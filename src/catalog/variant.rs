// SPDX-License-Identifier: MPL-2.0
//! Variant records and the categories derived from them.

use serde::{Deserialize, Serialize};
use std::fmt;

/// Upper bound of the percentage-style metrics.
pub const PERCENT_MAX: f32 = 100.0;

/// Upper bound of the complexity score.
pub const COMPLEXITY_MAX: f32 = 1000.0;

/// Base color name that marks a variant as a specialty finish.
pub const SPECIALTY_COLOR: &str = "Specialty";

/// How a variant refracts light.
#[derive(Debug, Clone, Copy, PartialEq, Eq, Hash, Serialize, Deserialize)]
#[serde(rename_all = "lowercase")]
pub enum RefractionType {
    Color,
    Monochrome,
}

impl RefractionType {
    pub const ALL: [RefractionType; 2] = [RefractionType::Color, RefractionType::Monochrome];

    /// Returns the i18n key for the display label.
    #[must_use]
    pub fn i18n_key(self) -> &'static str {
        match self {
            RefractionType::Color => "refraction-color",
            RefractionType::Monochrome => "refraction-monochrome",
        }
    }

    #[must_use]
    pub fn as_str(self) -> &'static str {
        match self {
            RefractionType::Color => "color",
            RefractionType::Monochrome => "monochrome",
        }
    }
}

impl fmt::Display for RefractionType {
    fn fmt(&self, f: &mut fmt::Formatter<'_>) -> fmt::Result {
        f.write_str(self.as_str())
    }
}

#[derive(Debug, Clone, PartialEq, Serialize, Deserialize)]
pub struct BaseColor {
    pub name: String,
    /// Display color as `#RRGGBB`.
    pub hex: String,
}

impl BaseColor {
    /// Parses the hex code into RGB components.
    #[must_use]
    pub fn rgb(&self) -> Option<(u8, u8, u8)> {
        parse_hex(&self.hex)
    }
}

#[derive(Debug, Clone, PartialEq, Serialize, Deserialize)]
pub struct Pattern {
    pub name: String,
    #[serde(default)]
    pub description: String,
}

/// A single product/material configuration.
#[derive(Debug, Clone, PartialEq, Serialize, Deserialize)]
pub struct Variant {
    pub name: String,
    pub category: String,
    pub base_color: BaseColor,
    pub pattern: Pattern,
    pub refraction_type: RefractionType,
    /// 0-100.
    pub refraction_rate: f32,
    /// 0-100 percent.
    pub art_clarity: f32,
    /// 0-1000.
    pub complexity: f32,
    /// 0 (clean) to 100 (busy).
    pub clean_vs_busy: f32,
    /// Turntable subject that shows this variant, if any.
    #[serde(default, skip_serializing_if = "Option::is_none")]
    pub subject: Option<String>,
}

impl Variant {
    #[must_use]
    pub fn is_specialty(&self) -> bool {
        self.base_color.name == SPECIALTY_COLOR
    }

    #[must_use]
    pub fn balance(&self) -> Balance {
        Balance::classify(self.clean_vs_busy)
    }

    #[must_use]
    pub fn complexity_level(&self) -> ComplexityLevel {
        ComplexityLevel::classify(self.complexity)
    }
}

/// Position on the clean-vs-busy scale.
#[derive(Debug, Clone, Copy, PartialEq, Eq)]
pub enum Balance {
    Clean,
    Balanced,
    Busy,
}

impl Balance {
    #[must_use]
    pub fn classify(value: f32) -> Self {
        if value < 30.0 {
            Balance::Clean
        } else if value > 70.0 {
            Balance::Busy
        } else {
            Balance::Balanced
        }
    }

    #[must_use]
    pub fn i18n_key(self) -> &'static str {
        match self {
            Balance::Clean => "balance-clean",
            Balance::Balanced => "balance-balanced",
            Balance::Busy => "balance-busy",
        }
    }
}

/// Bucket of the complexity score.
#[derive(Debug, Clone, Copy, PartialEq, Eq)]
pub enum ComplexityLevel {
    Simple,
    Moderate,
    Complex,
}

impl ComplexityLevel {
    #[must_use]
    pub fn classify(value: f32) -> Self {
        if value < COMPLEXITY_MAX * 0.3 {
            ComplexityLevel::Simple
        } else if value > COMPLEXITY_MAX * 0.7 {
            ComplexityLevel::Complex
        } else {
            ComplexityLevel::Moderate
        }
    }

    #[must_use]
    pub fn i18n_key(self) -> &'static str {
        match self {
            ComplexityLevel::Simple => "complexity-simple",
            ComplexityLevel::Moderate => "complexity-moderate",
            ComplexityLevel::Complex => "complexity-complex",
        }
    }
}

/// Named grouping of variants, derived from the variant set.
#[derive(Debug, Clone, PartialEq)]
pub struct Category {
    pub name: String,
    pub display_name: String,
    pub variants: Vec<Variant>,
}

/// Capitalizes the first character, used when no display name is declared.
#[must_use]
pub fn capitalize(value: &str) -> String {
    let mut chars = value.chars();
    match chars.next() {
        Some(first) => first.to_uppercase().chain(chars).collect(),
        None => String::new(),
    }
}

/// Parses `#rrggbb`.
#[must_use]
pub fn parse_hex(hex: &str) -> Option<(u8, u8, u8)> {
    let digits = hex.strip_prefix('#')?;
    if digits.len() != 6 || !digits.is_ascii() {
        return None;
    }
    let r = u8::from_str_radix(&digits[0..2], 16).ok()?;
    let g = u8::from_str_radix(&digits[2..4], 16).ok()?;
    let b = u8::from_str_radix(&digits[4..6], 16).ok()?;
    Some((r, g, b))
}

——————————

#### [Work item]
Every word of the data above should be given again, exactly as it stands.

#### [Answer section]
filename src/catalog/variant.rs
// SPDX-License-Identifier: MPL-2.0
//! Variant records and the categories derived from them.

use serde::{Deserialize, Serialize};
use std::fmt;

/// Upper bound of the percentage-style metrics.
pub const PERCENT_MAX: f32 = 100.0;

/// Upper bound of the complexity score.
pub const COMPLEXITY_MAX: f32 = 1000.0;

/// Base color name that marks a variant as a specialty finish.
pub const SPECIALTY_COLOR: &str = "Specialty";

/// How a variant refracts light.
#[derive(Debug, Clone, Copy, PartialEq, Eq, Hash, Serialize, Deserialize)]
#[serde(rename_all = "lowercase")]
pub enum RefractionType {
    Color,
    Monochrome,
}

impl RefractionType {
    pub const ALL: [RefractionType; 2] = [RefractionType::Color, RefractionType::Monochrome];

    /// Returns the i18n key for the display label.
    #[must_use]
    pub fn i18n_key(self) -> &'static str {
        match self {
            RefractionType::Color => "refraction-color",
            RefractionType::Monochrome => "refraction-monochrome",
        }
    }

    #[must_use]
    pub fn as_str(self) -> &'static str {
        match self {
            RefractionType::Color => "color",
            RefractionType::Monochrome => "monochrome",
        }
    }
}

impl fmt::Display for RefractionType {
    fn fmt(&self, f: &mut fmt::Formatter<'_>) -> fmt::Result {
        f.write_str(self.as_str())
    }
}

#[derive(Debug, Clone, PartialEq, Serialize, Deserialize)]
pub struct BaseColor {
    pub name: String,
    /// Display color as `#RRGGBB`.
    pub hex: String,
}

impl BaseColor {
    /// Parses the hex code into RGB components.
    #[must_use]
    pub fn rgb(&self) -> Option<(u8, u8, u8)> {
        parse_hex(&self.hex)
    }
}

#[derive(Debug, Clone, PartialEq, Serialize, Deserialize)]
pub struct Pattern {
    pub name: String,
    #[serde(default)]
    pub description: String,
}

/// A single product/material configuration.
#[derive(Debug, Clone, PartialEq, Serialize, Deserialize)]
pub struct Variant {
    pub name: String,
    pub category: String,
    pub base_color: BaseColor,
    pub pattern: Pattern,
    pub refraction_type: RefractionType,
    /// 0-100.
    pub refraction_rate: f32,
    /// 0-100 percent.
    pub art_clarity: f32,
    /// 0-1000.
    pub complexity: f32,
    /// 0 (clean) to 100 (busy).
    pub clean_vs_busy: f32,
    /// Turntable subject that shows this variant, if any.
    #[serde(default, skip_serializing_if = "Option::is_none")]
    pub subject: Option<String>,
}

impl Variant {
    #[must_use]
    pub fn is_specialty(&self) -> bool {
        self.base_color.name == SPECIALTY_COLOR
    }

    #[must_use]
    pub fn balance(&self) -> Balance {
        Balance::classify(self.clean_vs_busy)
    }

    #[must_use]
    pub fn complexity_level(&self) -> ComplexityLevel {
        ComplexityLevel::classify(self.complexity)
    }
}

/// Position on the clean-vs-busy scale.
#[derive(Debug, Clone, Copy, PartialEq, Eq)]
pub enum Balance {
    Clean,
    Balanced,
    Busy,
}

impl Balance {
    #[must_use]
    pub fn classify(value: f32) -> Self {
        if value < 30.0 {
            Balance::Clean
        } else if value > 70.0 {
            Balance::Busy
        } else {
            Balance::Balanced
        }
    }

    #[must_use]
    pub fn i18n_key(self) -> &'static str {
        match self {
            Balance::Clean => "balance-clean",
            Balance::Balanced => "balance-balanced",
            Balance::Busy => "balance-busy",
        }
    }
}

/// Bucket of the complexity score.
#[derive(Debug, Clone, Copy, PartialEq, Eq)]
pub enum ComplexityLevel {
    Simple,
    Moderate,
    Complex,
}

impl ComplexityLevel {
    #[must_use]
    pub fn classify(value: f32) -> Self {
        if value < COMPLEXITY_MAX * 0.3 {
            ComplexityLevel::Simple
        } else if value > COMPLEXITY_MAX * 0.7 {
            ComplexityLevel::Complex
        } else {
            ComplexityLevel::Moderate
        }
    }

    #[must_use]
    pub fn i18n_key(self) -> &'static str {
        match self {
            ComplexityLevel::Simple => "complexity-simple",
            ComplexityLevel::Moderate => "complexity-moderate",
            ComplexityLevel::Complex => "complexity-complex",
        }
    }
}

/// Named grouping of variants, derived from the variant set.
#[derive(Debug, Clone, PartialEq)]
pub struct Category {
    pub name: String,
    pub display_name: String,
    pub variants: Vec<Variant>,
}

/// Capitalizes the first character, used when no display name is declared.
#[must_use]
pub fn capitalize(value: &str) -> String {
    let mut chars = value.chars();
    match chars.next() {
        Some(first) => first.to_uppercase().chain(chars).collect(),
        None => String::new(),
    }
}

/// Parses `#rrggbb`.
#[must_use]
pub fn parse_hex(hex: &str) -> Option<(u8, u8, u8)> {
    let digits = hex.strip_prefix('#')?;
    if digits.len() != 6 || !digits.is_ascii() {
        return None;
    }
    let r = u8::from_str_radix(&digits[0..2], 16).ok()?;
    let g = u8::from_str_radix(&digits[2..4], 16).ok()?;
    let b = u8::from_str_radix(&digits[4..6], 16).ok()?;
    Some((r, g, b))
}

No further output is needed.